**TASK DATA:**
⁂

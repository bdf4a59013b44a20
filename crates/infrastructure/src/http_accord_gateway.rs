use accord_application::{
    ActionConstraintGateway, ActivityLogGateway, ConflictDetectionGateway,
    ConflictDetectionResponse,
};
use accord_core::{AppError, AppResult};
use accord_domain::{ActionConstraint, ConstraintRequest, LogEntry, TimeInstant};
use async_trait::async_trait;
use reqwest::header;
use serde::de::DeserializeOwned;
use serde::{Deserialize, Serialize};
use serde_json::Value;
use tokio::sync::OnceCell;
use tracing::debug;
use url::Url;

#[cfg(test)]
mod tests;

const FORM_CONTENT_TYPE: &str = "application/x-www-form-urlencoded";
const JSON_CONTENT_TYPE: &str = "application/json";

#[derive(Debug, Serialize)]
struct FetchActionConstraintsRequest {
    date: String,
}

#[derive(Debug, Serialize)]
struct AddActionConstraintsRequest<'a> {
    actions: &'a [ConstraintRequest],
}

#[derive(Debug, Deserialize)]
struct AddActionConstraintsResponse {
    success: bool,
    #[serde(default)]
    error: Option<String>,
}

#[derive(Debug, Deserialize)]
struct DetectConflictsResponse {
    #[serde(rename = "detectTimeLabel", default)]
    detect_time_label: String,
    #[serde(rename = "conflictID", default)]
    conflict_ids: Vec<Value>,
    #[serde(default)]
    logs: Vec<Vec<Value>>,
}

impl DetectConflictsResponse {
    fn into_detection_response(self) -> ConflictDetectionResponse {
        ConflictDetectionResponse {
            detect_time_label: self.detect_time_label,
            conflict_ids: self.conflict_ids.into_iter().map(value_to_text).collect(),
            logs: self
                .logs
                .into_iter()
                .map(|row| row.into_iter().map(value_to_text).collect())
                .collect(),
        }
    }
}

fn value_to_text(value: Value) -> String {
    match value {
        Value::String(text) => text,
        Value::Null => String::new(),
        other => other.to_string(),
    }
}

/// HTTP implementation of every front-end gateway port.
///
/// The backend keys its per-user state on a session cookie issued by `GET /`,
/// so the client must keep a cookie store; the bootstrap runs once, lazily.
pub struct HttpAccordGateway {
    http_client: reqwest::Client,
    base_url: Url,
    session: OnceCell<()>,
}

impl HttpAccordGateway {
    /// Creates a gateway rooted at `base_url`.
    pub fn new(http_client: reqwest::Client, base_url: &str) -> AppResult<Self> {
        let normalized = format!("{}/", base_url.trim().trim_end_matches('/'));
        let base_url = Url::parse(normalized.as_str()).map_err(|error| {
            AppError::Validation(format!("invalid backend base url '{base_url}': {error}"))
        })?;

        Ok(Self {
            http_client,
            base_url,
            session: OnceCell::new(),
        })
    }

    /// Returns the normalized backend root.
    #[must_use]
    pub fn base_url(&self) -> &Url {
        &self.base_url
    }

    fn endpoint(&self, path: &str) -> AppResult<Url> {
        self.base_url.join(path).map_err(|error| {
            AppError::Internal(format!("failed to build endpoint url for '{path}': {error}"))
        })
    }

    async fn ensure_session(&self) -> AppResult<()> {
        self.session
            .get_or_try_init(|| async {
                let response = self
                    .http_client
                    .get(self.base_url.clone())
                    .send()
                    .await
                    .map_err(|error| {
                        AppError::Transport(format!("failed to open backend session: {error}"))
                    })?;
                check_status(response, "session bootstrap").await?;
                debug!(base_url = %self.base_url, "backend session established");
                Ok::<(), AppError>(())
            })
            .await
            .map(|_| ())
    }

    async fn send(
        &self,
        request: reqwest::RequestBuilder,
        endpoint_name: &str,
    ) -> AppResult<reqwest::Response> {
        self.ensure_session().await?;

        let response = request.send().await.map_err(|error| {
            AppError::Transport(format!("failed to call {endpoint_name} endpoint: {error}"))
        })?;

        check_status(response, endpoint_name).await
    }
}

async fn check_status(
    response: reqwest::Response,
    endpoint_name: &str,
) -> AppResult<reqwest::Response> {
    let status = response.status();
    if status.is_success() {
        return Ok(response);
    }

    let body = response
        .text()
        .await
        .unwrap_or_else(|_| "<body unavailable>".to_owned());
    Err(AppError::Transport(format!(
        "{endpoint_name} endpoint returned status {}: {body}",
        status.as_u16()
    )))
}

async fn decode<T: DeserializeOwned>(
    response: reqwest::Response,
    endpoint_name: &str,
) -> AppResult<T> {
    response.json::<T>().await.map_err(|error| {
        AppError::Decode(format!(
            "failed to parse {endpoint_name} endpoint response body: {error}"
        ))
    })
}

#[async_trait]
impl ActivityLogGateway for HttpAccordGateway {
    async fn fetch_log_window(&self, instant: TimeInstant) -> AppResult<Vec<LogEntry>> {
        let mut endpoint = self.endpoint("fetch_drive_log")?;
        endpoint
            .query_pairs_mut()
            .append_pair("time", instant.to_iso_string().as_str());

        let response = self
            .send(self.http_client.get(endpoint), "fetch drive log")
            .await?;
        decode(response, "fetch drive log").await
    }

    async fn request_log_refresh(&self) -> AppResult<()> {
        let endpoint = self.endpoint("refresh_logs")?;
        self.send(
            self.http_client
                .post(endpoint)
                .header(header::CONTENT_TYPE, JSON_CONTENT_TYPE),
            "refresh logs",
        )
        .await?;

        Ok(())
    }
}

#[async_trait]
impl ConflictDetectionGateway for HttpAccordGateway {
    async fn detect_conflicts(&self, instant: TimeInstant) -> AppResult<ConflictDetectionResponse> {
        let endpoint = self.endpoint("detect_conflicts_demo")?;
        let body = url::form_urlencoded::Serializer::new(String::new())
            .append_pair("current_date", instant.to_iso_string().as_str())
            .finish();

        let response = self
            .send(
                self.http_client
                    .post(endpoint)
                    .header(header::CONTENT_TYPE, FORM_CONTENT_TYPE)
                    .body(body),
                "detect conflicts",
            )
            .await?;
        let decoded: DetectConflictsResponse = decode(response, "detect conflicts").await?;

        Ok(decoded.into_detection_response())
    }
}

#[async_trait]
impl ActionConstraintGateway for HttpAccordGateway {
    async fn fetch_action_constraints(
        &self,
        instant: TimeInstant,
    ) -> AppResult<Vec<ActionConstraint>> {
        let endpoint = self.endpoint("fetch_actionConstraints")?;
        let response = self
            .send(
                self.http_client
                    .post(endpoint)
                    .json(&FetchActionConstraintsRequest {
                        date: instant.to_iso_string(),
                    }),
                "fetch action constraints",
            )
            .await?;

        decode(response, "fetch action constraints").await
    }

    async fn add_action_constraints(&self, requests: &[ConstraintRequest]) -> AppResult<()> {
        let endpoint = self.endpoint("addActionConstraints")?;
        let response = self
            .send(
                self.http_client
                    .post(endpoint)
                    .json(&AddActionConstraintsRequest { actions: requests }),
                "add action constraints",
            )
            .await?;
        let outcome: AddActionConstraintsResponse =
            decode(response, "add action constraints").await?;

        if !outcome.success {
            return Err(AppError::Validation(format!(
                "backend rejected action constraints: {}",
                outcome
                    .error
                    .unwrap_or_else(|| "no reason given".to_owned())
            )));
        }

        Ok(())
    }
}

⁂

**TASK TO COMPLETE:** Look above for lines with the word "actions" and copy them all.

**RESPONSE FOR THIS EXERCISE:**
    actions: &'a [ConstraintRequest],
                    .json(&AddActionConstraintsRequest { actions: requests }),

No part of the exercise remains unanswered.